The author of the 2003 book Ron Howard: From Mayberry to the Moon… and Beyond, Beverly Gray, noted that by playing himself in these episodes, "Howard showed once again that he could laugh at his own public persona. His appearances on The Simpsons also suggest how much he remains an American icon, long after the end of his acting career. It's rare indeed for a director or producer to be as instantly recognizable as most Hollywood stars."
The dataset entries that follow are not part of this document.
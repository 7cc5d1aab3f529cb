use std::sync::Arc;
use std::time::Duration;

use engine_logging::{engine_debug, engine_info, engine_warn};
use futures_util::StreamExt;
use genwatch_core::{JobId, JobKind, JobStatus, ObserverOutcome};
use tokio::sync::oneshot;

use crate::observer::{Emitter, ObserverHandle, ObserverSink};
use crate::{GenerationBackend, ObserverUpdate, StreamEvent};

#[derive(Debug, Clone)]
pub struct StreamSettings {
    pub short_timeout: Duration,
    pub long_timeout: Duration,
    /// Requests with more questions than this get the long timeout.
    pub long_threshold: u32,
}

impl StreamSettings {
    pub fn timeout_for(&self, question_count: u32) -> Duration {
        if question_count <= self.long_threshold {
            self.short_timeout
        } else {
            self.long_timeout
        }
    }
}

impl Default for StreamSettings {
    fn default() -> Self {
        Self {
            short_timeout: Duration::from_secs(60),
            long_timeout: Duration::from_secs(120),
            long_threshold: 10,
        }
    }
}

/// Push-based observer for test-question generation.
#[derive(Clone)]
pub struct StreamingDriver {
    backend: Arc<dyn GenerationBackend>,
    settings: StreamSettings,
}

impl StreamingDriver {
    pub fn new(backend: Arc<dyn GenerationBackend>, settings: StreamSettings) -> Self {
        Self { backend, settings }
    }

    /// Spawns the stream consumer on the current tokio runtime.
    pub fn start(
        &self,
        job_id: JobId,
        question_count: u32,
        sink: Arc<dyn ObserverSink>,
    ) -> ObserverHandle {
        self.spawn(job_id, question_count, sink, None)
    }

    pub(crate) fn spawn(
        &self,
        job_id: JobId,
        question_count: u32,
        sink: Arc<dyn ObserverSink>,
        gate: Option<oneshot::Receiver<()>>,
    ) -> ObserverHandle {
        let emitter = Emitter::new(job_id.clone(), sink);
        let observer = emitter.observer;
        let token = emitter.token.clone();
        let backend = self.backend.clone();
        let timeout = self.settings.timeout_for(question_count);
        engine_debug!(
            "job {}: starting stream observer {} ({}s cap)",
            job_id,
            observer,
            timeout.as_secs()
        );
        let task = tokio::spawn(async move {
            if !emitter.wait_for(gate).await {
                return;
            }
            consume(backend.as_ref(), question_count, timeout, &emitter).await;
        });
        ObserverHandle::new(observer, job_id, JobKind::TestQuestions, token, task)
    }

    pub fn stop(&self, handle: &ObserverHandle) {
        handle.stop();
    }
}

async fn consume(
    backend: &dyn GenerationBackend,
    question_count: u32,
    timeout: Duration,
    emitter: &Emitter,
) {
    let job_id = &emitter.job_id;
    let token = &emitter.token;
    let deadline = tokio::time::sleep(timeout);
    tokio::pin!(deadline);
    let mut items: Vec<serde_json::Value> = Vec::new();

    let opened = tokio::select! {
        biased;
        _ = token.cancelled() => return,
        _ = &mut deadline => {
            engine_warn!("job {}: stream did not open within {}s", job_id, timeout.as_secs());
            finish(emitter, ObserverOutcome::TimedOut, items);
            return;
        }
        opened = backend.open_test_stream(job_id) => opened,
    };
    let mut events = match opened {
        Ok(events) => events,
        Err(err) => {
            engine_warn!("job {}: could not open question stream: {}", job_id, err);
            finish(emitter, ObserverOutcome::Degraded, items);
            return;
        }
    };
    emitter.emit(ObserverUpdate::Status(JobStatus::Generating));

    loop {
        let next = tokio::select! {
            biased;
            _ = token.cancelled() => return,
            _ = &mut deadline => {
                engine_warn!(
                    "job {}: stream timed out after {}s with {} questions",
                    job_id,
                    timeout.as_secs(),
                    items.len()
                );
                finish(emitter, ObserverOutcome::TimedOut, items);
                return;
            }
            next = events.next() => next,
        };
        match next {
            Some(Ok(StreamEvent::Question { question })) => {
                emitter.emit(ObserverUpdate::Item {
                    index: items.len(),
                    item: question.clone(),
                });
                items.push(question);
                if let Some(percent) = stream_progress(items.len(), question_count) {
                    emitter.emit(ObserverUpdate::Progress(percent));
                }
            }
            Some(Ok(StreamEvent::Complete)) => break,
            Some(Ok(StreamEvent::Error { message })) => {
                engine_warn!(
                    "job {}: stream reported error: {}",
                    job_id,
                    message.as_deref().unwrap_or("unspecified")
                );
                finish(emitter, ObserverOutcome::Degraded, items);
                return;
            }
            Some(Err(err)) => {
                engine_warn!("job {}: stream failed: {}", job_id, err);
                finish(emitter, ObserverOutcome::Degraded, items);
                return;
            }
            None => {
                engine_warn!("job {}: stream ended without completion", job_id);
                finish(emitter, ObserverOutcome::Degraded, items);
                return;
            }
        }
    }
    drop(events);

    let canonical = tokio::select! {
        biased;
        _ = token.cancelled() => return,
        canonical = backend.fetch_test(job_id) => canonical,
    };
    let items = match canonical {
        Ok(snapshot) if !snapshot.questions.is_empty() => snapshot.questions,
        Ok(_) => items,
        Err(err) => {
            engine_debug!("job {}: canonical fetch failed, keeping streamed questions: {}", job_id, err);
            items
        }
    };
    engine_info!("job {}: {} questions ready", job_id, items.len());
    finish(emitter, ObserverOutcome::Ready, items);
}

fn finish(emitter: &Emitter, outcome: ObserverOutcome, items: Vec<serde_json::Value>) {
    emitter.emit(ObserverUpdate::Finished {
        outcome,
        items: Some(items),
    });
}

/// Share of requested questions received so far, below completion.
fn stream_progress(received: usize, requested: u32) -> Option<u8> {
    if requested == 0 {
        return None;
    }
    let percent = (received as u64 * 100) / u64::from(requested);
    Some(percent.min(99) as u8)
}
One gag near the end of the episode had a sign with the 20th Century Fox logo on it with the line "A Division of Walt Disney Co" under it. Predictably, on December 14, 2017, Disney announced its intention to purchase 20th Century Fox's parent company, 21st Century Fox. It also included several franchises from 20th Century Fox (now 20th Century Studios) that Disney purchased such as The Simpsons, alongside X-Men, Deadpool, and Fantastic Four; the acquisition was completed on March 20, 2019.

==Cultural references==
The episode title is a reference to the 1940 film Pinocchio, which features the song "When You Wish Upon a Star". At the beginning of the episode, Homer has a dream that is a spoof of Hanna-Barbera's series The Yogi Bear Show (1961), with Homer as Yogi Bear, Bart as Boo Boo and Ned as Ranger Smith. He then dreams he is Magilla Gorilla and mauls Mr. Peebles after he takes his banana. The episode contains multiple references to the series Happy Days, in which Ron Howard played Richie Cunningham. Homer mistakenly refers to Howard as "Potsie" (another Happy Days character) and "Horshack" (a character from Welcome Back, Kotter played by Ron Palillo). When Howard secures the movie deal with Homer's screenplay, a snippet of the Happy Days theme song is played. The time machine drawing in Homer's screenplay contains a Flux capacitor, the device from the film Back to the Future (1985). The drinks wobbling as the townspeople approach Kim Basinger and Alec Baldwin's house is a reference to the film Jurassic Park (1993). Posters for 9½ Weeks (1986) and L.A. Confidential (1997), both starring Basinger, are seen in Homer's museum. At the end of the episode, Brian Grazer has a poster of the movie Titanic (1997) in his office.

== Reception ==
"When You Dish Upon a Star" finished 32nd in the weekly ratings for the week of November 2–8, 1998 with a Nielsen rating of 9.2. In his review of The Simpsons' tenth season, James Plath of Dvdtown.com noted "When You Dish upon a Star" was written to be "one of the funnier episodes". In a Simpsons flashback review, Robert Canning of IGN reviewed the episode positively, commenting "I'm not saying this episode is one of the greatest the series has ever produced, but it is very, very funny, and it features one of my all-time favorite guest performances." The authors of the book I Can't Believe It's a Bigger and Better Updated Unofficial Simpsons Guide, Warren Martyn and Adrian Wood, wrote in a negative review: "Despite three very high-profile guest actors, this episode is really rather dull and uninspired. The only real moment of interest is the car chase at the end, and Kim Basinger's delightfully self-deprecating quips about her constant adoration of her Oscars, Alec Baldwin apparently not having one himself." IGN rated Ron Howard as the twelfth-greatest guest appearance on The Simpsons. Total Film's Nathan Ditum ranked Baldwin and Basinger's performances as the second-best guest appearances in the show's history.